//! Cycle-level model of the bridge between host UART and target SIO port.
//!
//! [`Bridge::tick`] advances every register by one board clock: the command
//! dispatcher, the transaction engine, the busy timer and the target clock
//! divider. Target outputs are latched into registered copies at the end of
//! each tick and only those copies feed the logic.

use std::collections::VecDeque;

use crate::constants::{
    BRIDGE_VERSION, DEFAULT_SCLK_DIVIDER, DEFAULT_TCLK_DIVIDER, FIFO_DEPTH, RESET_HOLD_CYCLES,
    commands, replies,
};

pub use self::clock::{ClockDivider, Registered};
pub use self::engine::{Phase, Step, Transaction};
pub use self::fifo::Fifo;
pub use self::timer::BusyTimer;

mod clock;
mod engine;
mod fifo;
mod timer;

/// Lines driven by the bridge towards the target.
#[derive(Debug, Clone, Copy, Default, PartialEq, Eq)]
pub struct TargetPins {
    /// Active low.
    pub rst: bool,
    pub sclk: bool,
    /// Target receive data, i.e. bridge -> target.
    pub rxd: bool,
    pub tclk: bool,
}

/// Lines driven by the target.
#[derive(Debug, Clone, Copy, Default, PartialEq, Eq)]
pub struct TargetLines {
    /// Target transmit data, i.e. target -> bridge.
    pub txd: bool,
    pub busy: bool,
}

/// Anything that can sit on the other end of the target port.
pub trait TargetModel {
    /// Current level of the target's output lines.
    fn lines(&self) -> TargetLines;
    /// Advance one board clock, observing the bridge's pins after its tick.
    fn tick(&mut self, pins: &TargetPins);
}

/// Byte-level host UART: a receive queue and a bounded transmit queue.
#[derive(Debug, Clone)]
pub struct HostLink {
    rx: VecDeque<u8>,
    tx: VecDeque<u8>,
    tx_depth: usize,
}

impl HostLink {
    pub fn new(tx_depth: usize) -> Self {
        HostLink {
            rx: VecDeque::new(),
            tx: VecDeque::new(),
            tx_depth,
        }
    }

    /// Host side: queue bytes towards the bridge.
    pub fn feed(&mut self, data: &[u8]) {
        self.rx.extend(data);
    }

    /// Host side: take one byte sent by the bridge.
    pub fn take(&mut self) -> Option<u8> {
        self.tx.pop_front()
    }

    fn readable(&self) -> bool {
        !self.rx.is_empty()
    }

    fn writable(&self) -> bool {
        self.tx.len() < self.tx_depth
    }

    fn read(&mut self) -> Option<u8> {
        self.rx.pop_front()
    }

    fn write(&mut self, byte: u8) {
        debug_assert!(self.writable());
        self.tx.push_back(byte);
    }
}

impl Default for HostLink {
    fn default() -> Self {
        HostLink::new(16)
    }
}

#[derive(Debug, Clone, Copy, PartialEq, Eq)]
pub enum State {
    Idle,
    Dispatch,
    /// Send `response`, then go idle.
    Respond,
    Flush,
    ResetTarget,
    FifoWrite,
    Transaction,
    /// Collecting the 4-byte count argument of `R`.
    FifoReadStart,
    FifoRead,
    /// Streaming the 4 timer bytes, index in `counter`.
    TimerReport,
    SetTclk,
    SetSclk,
}

pub struct Bridge {
    state: State,
    host: HostLink,
    pins: TargetPins,
    txd: Registered,
    busy: Registered,

    outbound: Fifo,
    inbound: Fifo,
    transaction: Transaction,
    timer: BusyTimer,
    tclk: ClockDivider,
    sclk_divider: u16,

    request: u8,
    response: u8,
    /// Shared by the multi-cycle states.
    counter: u32,
    /// Little-endian argument being shifted in.
    argument: u32,
    read_remaining: u32,
    reset_hold: u32,
}

impl Default for Bridge {
    fn default() -> Self {
        Bridge::new()
    }
}

impl Bridge {
    pub fn new() -> Self {
        Bridge {
            state: State::Idle,
            host: HostLink::default(),
            pins: TargetPins::default(),
            txd: Registered::default(),
            busy: Registered::default(),
            outbound: Fifo::new(FIFO_DEPTH),
            inbound: Fifo::new(FIFO_DEPTH),
            transaction: Transaction::default(),
            timer: BusyTimer::default(),
            tclk: ClockDivider::new(DEFAULT_TCLK_DIVIDER),
            sclk_divider: DEFAULT_SCLK_DIVIDER,
            request: 0,
            response: 0,
            counter: 0,
            argument: 0,
            read_remaining: 0,
            reset_hold: RESET_HOLD_CYCLES,
        }
    }

    /// Shortens the reset pulse, for emulation.
    pub fn with_reset_hold(mut self, cycles: u32) -> Self {
        self.reset_hold = cycles.max(1);
        self
    }

    pub fn state(&self) -> State {
        self.state
    }

    pub fn pins(&self) -> &TargetPins {
        &self.pins
    }

    pub fn host(&self) -> &HostLink {
        &self.host
    }

    pub fn host_mut(&mut self) -> &mut HostLink {
        &mut self.host
    }

    pub fn outbound(&self) -> &Fifo {
        &self.outbound
    }

    pub fn inbound(&self) -> &Fifo {
        &self.inbound
    }

    pub fn timer(&self) -> &BusyTimer {
        &self.timer
    }

    pub fn transaction(&self) -> &Transaction {
        &self.transaction
    }

    pub fn tclk_divider(&self) -> u8 {
        self.tclk.divider()
    }

    pub fn sclk_divider(&self) -> u16 {
        self.sclk_divider
    }


    /// One board clock. `lines` are the raw target outputs; they only become
    /// visible to the logic on the following tick.
    pub fn tick(&mut self, lines: TargetLines) {
        let sampled = TargetLines {
            txd: self.txd.get(),
            busy: self.busy.get(),
        };

        self.timer.tick(sampled.busy);
        self.tclk.tick();
        self.pins.tclk = self.tclk.level();
        self.step(sampled);

        self.txd.latch(lines.txd);
        self.busy.latch(lines.busy);
    }

    fn step(&mut self, sampled: TargetLines) {
        match self.state {
            State::Idle => {
                if let Some(byte) = self.host.read() {
                    self.request = byte;
                    self.state = State::Dispatch;
                }
            }
            State::Dispatch => self.dispatch(),
            State::Respond => {
                if self.host.writable() {
                    self.host.write(self.response);
                    self.state = State::Idle;
                }
            }
            State::Flush => {
                if self.outbound.is_empty() && self.inbound.is_empty() {
                    self.respond(replies::ACK);
                } else {
                    self.outbound.pop();
                    self.inbound.pop();
                }
            }
            State::ResetTarget => {
                if self.counter == 0 {
                    self.pins.rst = true;
                    self.pins.sclk = true;
                    self.respond(replies::ACK);
                } else {
                    self.counter -= 1;
                }
            }
            State::FifoWrite => {
                if let Some(byte) = self.host.read() {
                    match self.outbound.push(byte) {
                        Ok(()) => self.respond(replies::ACK),
                        Err(_) => self.respond(replies::FIFO_FULL),
                    }
                }
            }
            State::Transaction => {
                let step = self.transaction.step(
                    &mut self.outbound,
                    &mut self.inbound,
                    sampled,
                    &mut self.pins,
                    self.sclk_divider,
                );
                if step == Step::Done {
                    self.respond(replies::ACK);
                }
            }
            State::FifoReadStart => {
                if let Some(byte) = self.host.read() {
                    self.argument = (self.argument >> 8) | ((byte as u32) << 24);
                    if self.counter == 0 {
                        self.read_remaining = self.argument;
                        self.state = State::FifoRead;
                    } else {
                        self.counter -= 1;
                    }
                }
            }
            State::FifoRead => {
                if self.read_remaining == 0 {
                    self.state = State::Idle;
                } else if self.host.writable() {
                    let byte = self.inbound.pop().unwrap_or(replies::FILLER);
                    self.host.write(byte);
                    self.read_remaining -= 1;
                }
            }
            State::TimerReport => {
                if self.host.writable() {
                    self.host.write((self.timer.count() >> (self.counter * 8)) as u8);
                    if self.counter == 3 {
                        self.state = State::Idle;
                    } else {
                        self.counter += 1;
                    }
                }
            }
            State::SetTclk => {
                if let Some(byte) = self.host.read() {
                    self.tclk.set_divider(byte);
                    self.respond(replies::ACK);
                }
            }
            State::SetSclk => {
                if let Some(byte) = self.host.read() {
                    self.sclk_divider = (self.sclk_divider >> 8) | ((byte as u16) << 8);
                    if self.counter == 0 {
                        self.respond(replies::ACK);
                    } else {
                        self.counter -= 1;
                    }
                }
            }
        }
    }

    fn dispatch(&mut self) {
        self.state = match self.request {
            commands::VERSION => {
                self.response = BRIDGE_VERSION;
                State::Respond
            }
            commands::FLUSH => State::Flush,
            commands::RESET_TARGET => {
                self.pins.rst = false;
                self.counter = self.reset_hold - 1;
                State::ResetTarget
            }
            commands::FIFO_WRITE => State::FifoWrite,
            commands::TRANSACTION => {
                self.transaction.start();
                State::Transaction
            }
            commands::FIFO_READ => {
                self.counter = 3;
                State::FifoReadStart
            }
            commands::TIMER_COUNT => {
                self.counter = 0;
                State::TimerReport
            }
            commands::TIMER_STATUS => {
                self.response = if self.timer.running() {
                    replies::TIMER_RUNNING
                } else {
                    replies::TIMER_STOPPED
                };
                State::Respond
            }
            commands::SET_TCLK => State::SetTclk,
            commands::SET_SCLK => {
                self.counter = 1;
                State::SetSclk
            }
            _ => {
                self.response = replies::UNKNOWN;
                State::Respond
            }
        };
    }

    fn respond(&mut self, response: u8) {
        self.response = response;
        self.state = State::Respond;
    }
}

#[cfg(test)]
mod tests {
    use super::*;

    const IDLE: TargetLines = TargetLines {
        txd: true,
        busy: false,
    };

    fn command(bridge: &mut Bridge, bytes: &[u8], reply_len: usize) -> Vec<u8> {
        command_with(bridge, bytes, reply_len, IDLE)
    }

    fn command_with(
        bridge: &mut Bridge,
        bytes: &[u8],
        reply_len: usize,
        lines: TargetLines,
    ) -> Vec<u8> {
        bridge.host_mut().feed(bytes);
        let mut out = vec![];
        for _ in 0..100_000 {
            if out.len() == reply_len && bridge.state() == State::Idle && !bridge.host.readable() {
                break;
            }
            bridge.tick(lines);
            while let Some(b) = bridge.host_mut().take() {
                out.push(b);
            }
        }
        out
    }

    #[test]
    fn version_replies_ascii_zero() {
        let mut bridge = Bridge::new();
        assert_eq!(command(&mut bridge, b"v", 1), b"0");
    }

    #[test]
    fn unknown_command_replies_question_mark() {
        let mut bridge = Bridge::new();
        assert_eq!(command(&mut bridge, b"x", 1), b"?");
        assert_eq!(command(&mut bridge, &[0x00], 1), b"?");
    }

    #[test]
    fn fifo_write_acks_and_stores() {
        let mut bridge = Bridge::new();
        assert_eq!(command(&mut bridge, b"wA", 1), b".");
        assert_eq!(bridge.outbound().len(), 1);
    }

    #[test]
    fn fifo_write_when_full_drops_byte() {
        let mut bridge = Bridge::new();
        let mut stuffing = vec![];
        for i in 0..FIFO_DEPTH {
            stuffing.extend_from_slice(&[b'w', i as u8]);
        }
        let acks = command(&mut bridge, &stuffing, FIFO_DEPTH);
        assert!(acks.iter().all(|&a| a == b'.'));
        assert!(bridge.outbound().is_full());

        assert_eq!(command(&mut bridge, b"wZ", 1), b"!");
        assert_eq!(bridge.outbound().len(), FIFO_DEPTH);
    }

    #[test]
    fn flush_empties_fifos() {
        let mut bridge = Bridge::new();
        command(&mut bridge, b"w1w2w3", 3);
        assert_eq!(bridge.outbound().len(), 3);
        assert_eq!(command(&mut bridge, b"f", 1), b".");
        assert!(bridge.outbound().is_empty());
        assert!(bridge.inbound().is_empty());
    }

    #[test]
    fn read_streams_filler_when_empty() {
        let mut bridge = Bridge::new();
        let out = command(&mut bridge, &[b'R', 5, 0, 0, 0], 5);
        assert_eq!(out, vec![0xff; 5]);
    }

    #[test]
    fn read_of_zero_bytes_streams_nothing() {
        let mut bridge = Bridge::new();
        assert!(command(&mut bridge, &[b'R', 0, 0, 0, 0], 0).is_empty());
        assert_eq!(command(&mut bridge, b"v", 1), b"0");
    }

    #[test]
    fn set_dividers() {
        let mut bridge = Bridge::new();
        assert_eq!(command(&mut bridge, &[b's', 1], 1), b".");
        assert_eq!(bridge.tclk_divider(), 1);
        assert_eq!(command(&mut bridge, &[b'S', 0x7f, 0x01], 1), b".");
        assert_eq!(bridge.sclk_divider(), 0x017f);
    }

    #[test]
    fn reset_pulses_rst_and_idles_sclk() {
        let mut bridge = Bridge::new().with_reset_hold(10);
        bridge.host_mut().feed(b"r");
        bridge.tick(IDLE);
        bridge.tick(IDLE);
        assert_eq!(bridge.state(), State::ResetTarget);
        assert!(!bridge.pins().rst);
        assert_eq!(command(&mut bridge, &[], 1), b".");
        assert!(bridge.pins().rst);
        assert!(bridge.pins().sclk);
    }

    #[test]
    fn timer_reports_status_and_count() {
        let mut bridge = Bridge::new();
        let busy = TargetLines { busy: true, ..IDLE };
        assert_eq!(command(&mut bridge, b"T", 1), b"s");

        for _ in 0..0x0102 {
            bridge.tick(busy);
        }
        assert!(bridge.timer().running());
        assert_eq!(command_with(&mut bridge, b"T", 1, busy), b"r");
        let before = bridge.timer().count();
        bridge.tick(IDLE);
        bridge.tick(IDLE);
        bridge.tick(IDLE);
        assert!(!bridge.timer().running());
        let count = bridge.timer().count();
        assert!(count >= before);
        let out = command(&mut bridge, b"t", 4);
        assert_eq!(out, count.to_le_bytes());
        assert_eq!(command(&mut bridge, b"T", 1), b"s");
    }

    #[test]
    fn transaction_echoes_each_staged_byte() {
        let mut bridge = Bridge::new();
        command(&mut bridge, &[b'S', 1, 0], 1);
        command(&mut bridge, b"wAwBwC", 3);

        // Target that ties its output to the bridge data line.
        bridge.host_mut().feed(b"W");
        let mut out = vec![];
        let mut lines = IDLE;
        for _ in 0..10_000 {
            bridge.tick(lines);
            lines.txd = bridge.pins().rxd;
            while let Some(b) = bridge.host_mut().take() {
                out.push(b);
            }
            if !out.is_empty() {
                break;
            }
        }
        assert_eq!(out, b".");
        assert!(bridge.outbound().is_empty());
        assert_eq!(bridge.inbound().len(), 3);
        assert_eq!(command(&mut bridge, &[b'R', 3, 0, 0, 0], 3), b"ABC");
    }
}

----------------

> EXERCISE DIRECTIONS:
Would you copy out exactly the lines from the one holding "for _ in 0..10_000" through the end of the entries above, both ends included?

> WRITTEN ANSWER:
        for _ in 0..10_000 {
            bridge.tick(lines);
            lines.txd = bridge.pins().rxd;
            while let Some(b) = bridge.host_mut().take() {
                out.push(b);
            }
            if !out.is_empty() {
                break;
            }
        }
        assert_eq!(out, b".");
        assert!(bridge.outbound().is_empty());
        assert_eq!(bridge.inbound().len(), 3);
        assert_eq!(command(&mut bridge, &[b'R', 3, 0, 0, 0], 3), b"ABC");
    }
}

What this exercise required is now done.